EnglishAdam
EnglishAdam

Reputation: 1390

PHP Mailer class in Elastic Beanstalk not recognised

As I understand it with an Elastic Beanstalk if you include a composer.json file in root directory and DO NOT include a vendor file than composer will automatically handle the library from the JSON instructions.

The composer.json file is as per the current 51 line json file on PHPMailer Github and it sits in my EB root folder with /public and .ebextensions

Then I have this PHP script (public/phphead.php), copied from AWS docs

// Import PHPMailer classes into the global namespace

// These must be at the top of your script, not inside a function
use PHPMailer\PHPMailer\PHPMailer;
use PHPMailer\PHPMailer\Exception;

// If necessary, modify the path in the require statement below to refer to the
// location of your Composer autoload.php file.
require '../vendor/autoload.php';

// requiring /vendor/autoload.php would throw a fatal error and so I presume this is where composer creates the vendor dir. no more fatal errors have been thrown and I have been looking to confirm this is the right location but I have only the lack of errors to make me think composer is found and working...
// ....
$mail = new PHPMailer(); //LINE 64 as per error log

Error log outputs from the EB:

PHP Fatal error: Uncaught Error: Class 'PHPMailer\PHPMailer\PHPMailer' not found in /var/app/current/public/phpHead.php:64\nStack trace:\n#0 /var/app/current/public/index.php(3): include()\n#1 {main}\n thrown in /var/app/current/public/phpHead.php on line 64

The composer.json I'm using (same as PHPMailer's composer.json file, as taken from GitHub):

{
    "name": "phpmailer/phpmailer",
    "type": "library",
    "description": "PHPMailer is a full-featured email creation and transfer class for PHP",
    "authors": [
        {
            "name": "Marcus Bointon",
            "email": "[email protected]"
        },
        {
            "name": "Jim Jagielski",
            "email": "[email protected]"
        },
        {
            "name": "Andy Prevost",
            "email": "[email protected]"
        },
        {
            "name": "Brent R. Matzelle"
        }
    ],
    "require": {
        "php": ">=5.5.0",
        "ext-ctype": "*",
        "ext-filter": "*"
    },
    "require-dev": {
        "friendsofphp/php-cs-fixer": "^2.2",
        "phpunit/phpunit": "^4.8 || ^5.7",
        "doctrine/annotations": "^1.2"
    },
    "suggest": {
        "psr/log": "For optional PSR-3 debug logging",
        "league/oauth2-google": "Needed for Google XOAUTH2 authentication",
        "hayageek/oauth2-yahoo": "Needed for Yahoo XOAUTH2 authentication",
        "stevenmaguire/oauth2-microsoft": "Needed for Microsoft XOAUTH2 authentication",
        "ext-mbstring": "Needed to send email in multibyte encoding charset",
        "symfony/polyfill-mbstring": "To support UTF-8 if the Mbstring PHP extension is not enabled (^1.2)"
    },
    "autoload": {
        "psr-4": {
            "PHPMailer\\PHPMailer\\": "src/"
        }
    },
    "autoload-dev": {
        "psr-4": {
            "PHPMailer\\Test\\": "test/"
        }
    },
    "license": "LGPL-2.1-only"
}

Upvotes: 1

Views: 283

Answers (1)

yivi
yivi

Reputation: 47288

I haven't used EB, but based on your assumption that it will run composer install when needed, you need to include a valid composer.json.

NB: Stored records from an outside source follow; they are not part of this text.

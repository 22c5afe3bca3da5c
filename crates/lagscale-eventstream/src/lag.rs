//! Unprocessed-item count for a single partition.
//!
//! Pure functions over one partition snapshot and one (possibly absent)
//! checkpoint. The scaler feeds these per partition and aggregates; all
//! the edge cases of the estimate live here:
//!
//! 1. a partition that never received an item reports zero regardless of
//!    any checkpoint;
//! 2. no checkpoint at all falls back to a degraded estimate over the
//!    retained window;
//! 3. a checkpoint record that exists but was never committed to counts
//!    the whole partition;
//! 4. the normal case is the plain difference of sequence numbers;
//! 5. a checkpoint numerically ahead of the partition snapshot goes
//!    through the wraparound formula for the fixed-width sequence
//!    counter, clamped at zero for the stale-snapshot case.

use crate::backend::{Checkpoint, PartitionState};

/// Count of items enqueued to `partition` but not yet covered by
/// `checkpoint`.
///
/// The runtime snapshot and the checkpoint are not read atomically, so
/// the checkpoint may legitimately be ahead of the snapshot; the result
/// is clamped to zero rather than reporting phantom lag.
pub fn unprocessed_in_partition(
    partition: &PartitionState,
    checkpoint: Option<&Checkpoint>,
) -> i64 {
    if partition.is_empty() {
        return 0;
    }

    let Some(checkpoint) = checkpoint else {
        return unprocessed_without_checkpoint(partition);
    };

    // An uncommitted checkpoint record: sequence numbers are zero-based,
    // so the very first item makes last_sequence 0 and the whole
    // partition holds last_sequence + 1 items.
    if checkpoint.offset.is_empty() {
        return partition.last_sequence + 1;
    }

    if partition.last_sequence >= checkpoint.sequence_number {
        return partition.last_sequence - checkpoint.sequence_number;
    }

    // The sequence counter is fixed-width and wraps past i64::MAX back
    // to a small value, which is how a committed checkpoint can sit
    // numerically ahead of the partition snapshot. The same shape also
    // appears when the snapshot is merely stale relative to a checkpoint
    // that advanced after the read, e.g. last_sequence = 10 against
    // sequence_number = 11; the formula then wraps negative and a
    // negative count means nothing is unprocessed.
    let count = i64::MAX
        .wrapping_sub(partition.last_sequence)
        .wrapping_add(checkpoint.sequence_number);
    count.max(0)
}

/// Degraded estimate used when the checkpoint store has no record for
/// the partition.
///
/// With no reference point for "processed", the retained window stands
/// in for the backlog. The exception is a partition whose oldest
/// retained item is not the first ever published and which has not
/// grown since the retention window's anchor: that reports zero. This
/// is an approximation, not exact lag — items from before the anchor
/// may never have been processed.
pub fn unprocessed_without_checkpoint(partition: &PartitionState) -> i64 {
    // beginning == last == 0 is exactly one item: the first after init.
    if (partition.beginning_sequence == 0 && partition.last_sequence == 0)
        || partition.beginning_sequence != partition.last_sequence
    {
        return (partition.last_sequence - partition.beginning_sequence) + 1;
    }

    0
}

You are including the package's composer.json. So you are installing the PHPMailer's dependencies, but not PHPMailer itself.

You need to create your own composer.json file for your project/application, where you declare PHPMailer a dependency for your app.

E.g.:

{
  "name": "your/app",
  "type": "project",
  "description": "",
  "license": "CC-0",
  "require": {
    "phpmailer/phpmailer": "~6.1"
    }
}

In any case, you should try your code (including original dependencies install) offline, before you upload it to EB.

If you tried to run composer install and running your project off-line, you would have hit the same problem. Get your basic project running before deployment.